Photo/Illutration Masako Wada speaks about her atomic bomb experiences at a meeting in Yokohama on Feb. 22. (Takashi Ogawa)

YOKOHAMA--Hibakusha Masako Wada has always felt stigmatized by the thought that her accounts of the atomic bombing of Nagasaki are borrowed from her mother since she was an infant at the time. 

Wada, assistant secretary-general of the Japan Federation of A- and H-Bomb Sufferers Organizations (Nihon Hidankyo), the recipient of the 2024 Nobel Peace Prize, was 1 year and 10 months old when the city was devastated on Aug. 9, 1945.

The 81-year-old has called for the abolition of nuclear weapons at international conferences, including review conferences of the Nuclear Non-Proliferation Treaty and negotiations over the Treaty on the Prohibition of Nuclear Weapons (TPNW).

As a member of the Nihon Hidankyo delegation, she will attend the third meeting of the state parties to the TPNW, which opens at the U.N. headquarters in New York on March 3.

“No matter how many times I tell my story by putting a lot of thought into it, people would make light of the number (of speeches),” Wada told a meeting in Yokohama on Feb. 22, where Nihon Hidankyo reported about the Nobel Peace Prize.

“I know well how they feel, but I think I must tell what little I have to tell as this year marks the 80th (from the atomic bombing).”

In front of about 250 audience members, Wada, a resident of Yokohama, spoke about the wartime experiences that her mother recounted before she died in 2011.

“I can tell only what I heard from my mother,” said Wada, who remembers virtually nothing about the atomic bombing. “I have reservations telling a story without much of an impact.”

Her home was about three kilometers from ground zero, but her family members were safe.

Carrying Wada piggyback, her mother treated injured people behind the house.

Wada became an English-language teacher and lived in the United States, where her husband was transferred, for some time.

About 40 years ago, she joined an organization of atomic bomb survivors in Tokyo.

She became one of Nihon Hidankyo’s assistant secretaries-general in 2015.

Still, Wada has been haunted by the thought that her accounts are nothing compared with what older hibakusha endured.

She once jotted down what she heard from her mother.
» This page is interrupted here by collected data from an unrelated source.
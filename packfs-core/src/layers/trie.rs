//! Segment trie of mounted ZIP containers.
//!
//! Mounting walks the virtual prefix plus every entry name of the container,
//! creating nodes as needed, and marks the last node of each file as a leaf
//! that points back into the container. Inner nodes without a leaf marker are
//! synthetic directories. The trie only supports unmounting everything at
//! once: containers mounted under overlapping prefixes share nodes.

use std::collections::HashMap;
use std::fmt;
use std::sync::Arc;

use tracing::{debug, warn};

use crate::archive::ZipArchive;
use crate::stream::ReadStream;
use crate::traits::FileSource;
use crate::types::{DirectoryEntry, EntryKind, NormalizedPath, SourceKind};

/// A file leaf: the container and the entry's stored name.
#[derive(Clone)]
pub struct MountedFile {
    pub archive: Arc<ZipArchive>,
    pub internal_name: String,
}

impl fmt::Debug for MountedFile {
    fn fmt(&self, f: &mut fmt::Formatter<'_>) -> fmt::Result {
        f.debug_struct("MountedFile")
            .field("internal_name", &self.internal_name)
            .finish()
    }
}

#[derive(Debug, Default)]
pub struct MountNode {
    children: HashMap<String, MountNode>,
    file: Option<MountedFile>,
}

impl MountNode {
    /// The file leaf at this node, if any.
    pub fn file(&self) -> Option<&MountedFile> {
        self.file.as_ref()
    }

    pub fn is_dir(&self) -> bool {
        self.file.is_none()
    }

    pub fn children(&self) -> impl Iterator<Item = (&str, &MountNode)> + '_ {
        self.children.iter().map(|(name, node)| (name.as_str(), node))
    }

    fn child_mut(&mut self, segment: &str) -> &mut MountNode {
        self.children.entry(segment.to_string()).or_default()
    }

    fn walk_mut<'a, I>(&mut self, segments: I) -> &mut MountNode
    where
        I: IntoIterator<Item = &'a String>,
    {
        segments
            .into_iter()
            .fold(self, |node, segment| node.child_mut(segment))
    }
}

#[derive(Debug, Default)]
pub struct MountTrie {
    root: MountNode,
    containers: usize,
}

impl MountTrie {
    pub fn new() -> Self {
        Self::default()
    }

    /// Mounts every entry of `archive` under `prefix`.
    ///
    /// Returns the number of files made visible. Entry names that climb
    /// above the container root are skipped.
    pub fn mount(&mut self, prefix: &NormalizedPath, archive: Arc<ZipArchive>) -> usize {
        let base = self.root.walk_mut(prefix.segments());
        let mut mounted = 0;

        for name in archive.list_files() {
            let entry_path = NormalizedPath::new(name);
            if entry_path.parent_levels() > 0 || entry_path.is_empty() {
                warn!("Skipping zip entry '{}': escapes the mount point", name);
                continue;
            }
            let leaf = base.walk_mut(entry_path.segments());
            leaf.file = Some(MountedFile {
                archive: Arc::clone(&archive),
                internal_name: name.to_string(),
            });
            mounted += 1;
        }

        for name in archive.list_directories() {
            let dir_path = NormalizedPath::new(name);
            if dir_path.parent_levels() == 0 {
                base.walk_mut(dir_path.segments());
            }
        }

        self.containers += 1;
        debug!("Mounted zip at '{}': {} files", prefix, mounted);
        mounted
    }

    /// Finds the node for `path` without creating anything.
    ///
    /// The rooted flag is ignored; paths that climb above the root never
    /// resolve.
    pub fn resolve(&self, path: &NormalizedPath) -> Option<&MountNode> {
        if self.is_empty() || path.parent_levels() > 0 {
            return None;
        }
        path.segments()
            .iter()
            .try_fold(&self.root, |node, segment| node.children.get(segment))
    }

    /// Drops every node. Returns the number of containers that were mounted.
    pub fn unmount_all(&mut self) -> usize {
        let containers = self.containers;
        self.root = MountNode::default();
        self.containers = 0;
        containers
    }

    pub fn is_empty(&self) -> bool {
        self.root.children.is_empty()
    }

    /// Number of `mount` calls since the last [`unmount_all`](Self::unmount_all).
    pub fn container_count(&self) -> usize {
        self.containers
    }

    fn leaf(&self, path: &NormalizedPath) -> Option<&MountedFile> {
        self.resolve(path)?.file()
    }
}

impl FileSource for MountTrie {
    fn kind(&self) -> SourceKind {
        SourceKind::ZipMount
    }

    fn exists(&self, path: &NormalizedPath) -> bool {
        self.resolve(path).is_some()
    }

    fn is_dir(&self, path: &NormalizedPath) -> bool {
        self.resolve(path).is_some_and(MountNode::is_dir)
    }

    fn file_size(&self, path: &NormalizedPath) -> Option<u64> {
        let leaf = self.leaf(path)?;
        leaf.archive.file_size(&leaf.internal_name)
    }

    fn open(&self, path: &NormalizedPath) -> Option<ReadStream> {
        let leaf = self.leaf(path)?;
        let reader = leaf.archive.open_file(&leaf.internal_name)?;
        Some(Box::new(reader))
    }

    fn list_dir(&self, path: &NormalizedPath) -> Vec<DirectoryEntry> {
        let Some(node) = self.resolve(path).filter(|n| n.is_dir()) else {
            return Vec::new();
        };
        let mut entries: Vec<DirectoryEntry> = node
            .children()
            .map(|(name, child)| {
                let kind = if child.is_dir() {
                    EntryKind::Directory
                } else {
                    EntryKind::File
                };
                DirectoryEntry::new(name, kind)
            })
            .collect();
        entries.sort_by(|a, b| a.name.cmp(&b.name));
        entries
    }
}
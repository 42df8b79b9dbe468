//! Fixture builders shared by unit tests.

use std::io::Write;

use flate2::write::DeflateEncoder;
use flate2::Compression;

use crate::archive::zip::{METHOD_DEFLATE, METHOD_STORED, ZIP64_EXTRA_FIELD_TAG};

/// Compresses `data` as a raw DEFLATE stream.
pub(crate) fn deflate(data: &[u8]) -> Vec<u8> {
    let mut encoder = DeflateEncoder::new(Vec::new(), Compression::default());
    encoder.write_all(data).unwrap();
    encoder.finish().unwrap()
}

/// Writes small ZIP containers: local headers, central directory and EOCD.
#[derive(Default)]
pub(crate) struct ZipBuilder {
    body: Vec<u8>,
    central: Vec<u8>,
    entries: u16,
}

impl ZipBuilder {
    pub(crate) fn new() -> Self {
        Self::default()
    }

    pub(crate) fn stored(self, name: &str, data: &[u8]) -> Self {
        self.entry(name, METHOD_STORED, data, data.len() as u64, crc32fast::hash(data), false)
    }

    pub(crate) fn deflated(self, name: &str, data: &[u8]) -> Self {
        let packed = deflate(data);
        self.entry(name, METHOD_DEFLATE, &packed, data.len() as u64, crc32fast::hash(data), false)
    }

    /// Stored entry whose sizes live only in a Zip64 extra field.
    pub(crate) fn zip64_stored(self, name: &str, data: &[u8]) -> Self {
        self.entry(name, METHOD_STORED, data, data.len() as u64, crc32fast::hash(data), true)
    }

    pub(crate) fn directory(self, name: &str) -> Self {
        let name = format!("{}/", name.trim_end_matches('/'));
        self.entry(&name, METHOD_STORED, &[], 0, 0, false)
    }

    pub(crate) fn with_method(self, name: &str, method: u16, payload: &[u8]) -> Self {
        self.entry(name, method, payload, payload.len() as u64, crc32fast::hash(payload), false)
    }

    /// Appends a standalone data descriptor record.
    pub(crate) fn data_descriptor(mut self, crc: u32, compressed: u32, uncompressed: u32) -> Self {
        self.body.extend_from_slice(&0x0807_4b50u32.to_le_bytes());
        self.body.extend_from_slice(&crc.to_le_bytes());
        self.body.extend_from_slice(&compressed.to_le_bytes());
        self.body.extend_from_slice(&uncompressed.to_le_bytes());
        self
    }

    /// Appends arbitrary bytes to the record stream.
    pub(crate) fn raw(mut self, bytes: &[u8]) -> Self {
        self.body.extend_from_slice(bytes);
        self
    }

    fn entry(
        mut self,
        name: &str,
        method: u16,
        payload: &[u8],
        uncompressed_len: u64,
        crc: u32,
        zip64: bool,
    ) -> Self {
        let offset = self.body.len() as u32;
        let (compressed_field, uncompressed_field) = if zip64 {
            (u32::MAX, u32::MAX)
        } else {
            (payload.len() as u32, uncompressed_len as u32)
        };
        let mut extra = Vec::new();
        if zip64 {
            extra.extend_from_slice(&ZIP64_EXTRA_FIELD_TAG.to_le_bytes());
            extra.extend_from_slice(&16u16.to_le_bytes());
            extra.extend_from_slice(&uncompressed_len.to_le_bytes());
            extra.extend_from_slice(&(payload.len() as u64).to_le_bytes());
        }

        let local = &mut self.body;
        local.extend_from_slice(&0x0403_4b50u32.to_le_bytes());
        local.extend_from_slice(&(if zip64 { 45u16 } else { 20u16 }).to_le_bytes());
        local.extend_from_slice(&0u16.to_le_bytes());
        local.extend_from_slice(&method.to_le_bytes());
        local.extend_from_slice(&0u16.to_le_bytes());
        local.extend_from_slice(&0u16.to_le_bytes());
        local.extend_from_slice(&crc.to_le_bytes());
        local.extend_from_slice(&compressed_field.to_le_bytes());
        local.extend_from_slice(&uncompressed_field.to_le_bytes());
        local.extend_from_slice(&(name.len() as u16).to_le_bytes());
        local.extend_from_slice(&(extra.len() as u16).to_le_bytes());
        local.extend_from_slice(name.as_bytes());
        local.extend_from_slice(&extra);
        local.extend_from_slice(payload);

        let central = &mut self.central;
        central.extend_from_slice(&0x0201_4b50u32.to_le_bytes());
        central.extend_from_slice(&20u16.to_le_bytes());
        central.extend_from_slice(&20u16.to_le_bytes());
        central.extend_from_slice(&0u16.to_le_bytes());
        central.extend_from_slice(&method.to_le_bytes());
        central.extend_from_slice(&0u16.to_le_bytes());
        central.extend_from_slice(&0u16.to_le_bytes());
        central.extend_from_slice(&crc.to_le_bytes());
        central.extend_from_slice(&compressed_field.to_le_bytes());
        central.extend_from_slice(&uncompressed_field.to_le_bytes());
        central.extend_from_slice(&(name.len() as u16).to_le_bytes());
        central.extend_from_slice(&(extra.len() as u16).to_le_bytes());
        central.extend_from_slice(&0u16.to_le_bytes());
        central.extend_from_slice(&0u16.to_le_bytes());
        central.extend_from_slice(&0u16.to_le_bytes());
        central.extend_from_slice(&0u32.to_le_bytes());
        central.extend_from_slice(&offset.to_le_bytes());
        central.extend_from_slice(name.as_bytes());
        central.extend_from_slice(&extra);

        self.entries += 1;
        self
    }

    /// Finishes the container with its central directory and EOCD record.
    pub(crate) fn build(self) -> Vec<u8> {
        let mut out = self.body;
        let central_offset = out.len() as u32;
        out.extend_from_slice(&self.central);

        out.extend_from_slice(&0x0605_4b50u32.to_le_bytes());
        out.extend_from_slice(&0u16.to_le_bytes());
        out.extend_from_slice(&0u16.to_le_bytes());
        out.extend_from_slice(&self.entries.to_le_bytes());
        out.extend_from_slice(&self.entries.to_le_bytes());
        out.extend_from_slice(&(self.central.len() as u32).to_le_bytes());
        out.extend_from_slice(&central_offset.to_le_bytes());
        out.extend_from_slice(&0u16.to_le_bytes());
        out
    }
}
She cannot forget that her mother, after reading it, declared in her Nagasaki dialect that the reality was far worse.

But the ranks of atomic bomb survivors with vivid wartime memories continue to shrink. The average age of hibakusha has exceeded 85.

Wada has received more than 100 requests for speeches and interviews since Nihon Hidankyo was selected as the Nobel Peace Prize laureate last autumn.

Some around her age, without firsthand recollections of the atomic bombing, have learned about Wada’s experiences and offered to speak publicly about their own.

Four days before the meeting in Yokohama, the government announced that it will not participate in the third TPNW meeting as an observer.

It was a disappointment for Wada and other Nihon Hidankyo leaders, who called for Japan’s observer participation during a meeting with Prime Minister Shigeru Ishiba in January.

Ishiba did not give a clear response, but Wada was holding some expectations.

“I would be happy if I were able to tell him to go with us and work together,” she said. “I have pent-up feelings.”

Wada will attend a TPNW state parties meeting for the first time.

Jiro Hamasumi, 79, who was exposed to radiation from the atomic bombing of Hiroshima while in his mother’s womb, will give an address at the meeting.

Wada will give speeches at a university, church and other venues.